Was bleibt ist Unsicherheit

Ich hatte gestern ein Vorstellungsgespräch. Beworben hatte ich mich für eine Tätigkeit als Arbeitsvermittler in einer Maßnahme bei einem sozialen Bildungsträger. Teilzeit, ab sofort, kirchlicher Tarifvertrag, gute Maßnahme und für mich ein bekannter, solider Träger.

Im Gespräch stellte ich fest, dass die Entscheiderinnen für dieses Projekt voller Begeisterung sind und für ihre Arbeit brennen.

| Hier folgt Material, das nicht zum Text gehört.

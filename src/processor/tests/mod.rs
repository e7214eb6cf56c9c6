//! Integration tests for the processor module
//!
//! Tests the ingestion driver over folders of ARGOS files written to a
//! temporary directory, collecting output in a [`MemorySink`].


use crate::config::IngestConfig;
use crate::models::IngestionReport;
use crate::processor::IngestionDriver;
use crate::sink::MemorySink;
use std::fs;
use std::path::{Path, PathBuf};
use tempfile::TempDir;

/// Two good datums for tag 20616
pub const FILE_A: &str = "\
20616  Date : 09.07.97 03:53:28  LC : 3  IQ : 66
      Lat1 : 34.690N  Lon1 : 76.671W  Lat2 : 34.690N  Lon2 : 76.671W
      Nb mes : 006  Nb mes>-120dB:  000  Best level : -126 dB
20616  Date : 10.07.97 01:12:44  LC : 1  IQ : 51
      Lat1 : 34.622N  Lon1 : 76.532W  Lat2 : 33.015N  Lon2 : 79.418W
      Nb mes : 004  Nb mes>-120dB:  000  Best level : -128 dB
";

/// One good datum for tag 31200 in the southern hemisphere
pub const FILE_B: &str = "\
31200  Date : 02.01.98 11:00:05  LC : 2  IQ : 58
      Lat1 : 12.500S  Lon1 : 45.250E  Lat2 : 12.400S  Lon2 : 45.100E
";

/// Create a folder holding the given files
pub fn create_input_folder(files: &[(&str, &str)]) -> TempDir {
    let temp_dir = TempDir::new().unwrap();
    for (name, contents) in files {
        fs::write(temp_dir.path().join(name), contents).unwrap();
    }
    temp_dir
}

/// Paths of `names` inside `folder`, in the order given
pub fn paths(folder: &Path, names: &[&str]) -> Vec<PathBuf> {
    names.iter().map(|name| folder.join(name)).collect()
}

/// Run the default driver over a folder into a fresh memory sink
pub fn ingest_folder(folder: &Path) -> (IngestionReport, MemorySink) {
    let mut sink = MemorySink::new();
    let report = IngestionDriver::new(IngestConfig::default())
        .run_folder(folder, &mut sink)
        .unwrap();
    (report, sink)
}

Ich hingegen habe mich aller gebotenen Begeisterung für meine Arbeit dargestellt und meines Erachtens gut verkauft.

Ich habe noch weitere Bewerbungen laufen, es steht nun seit gestern doch noch ein Gespräch mit der Chefetage an und ich bin mir nicht sicher, ob ich wirklich nahtlos für 1.100 €uro brutto weniger im Monat für 6 Monate und danach für weitere 12 Monate befristet angestellt sein möchte. Im schlimmsten Falle bin ich dann fast 68, wenn ich wieder einen Job suchen müsste. Leichter wird es mit den Jahren sicher nicht.

Nun, man führt jetzt weitere Bewerbergespräche und wird sich melden. Was in mir zurückbleibt, ist die Unsicherheit.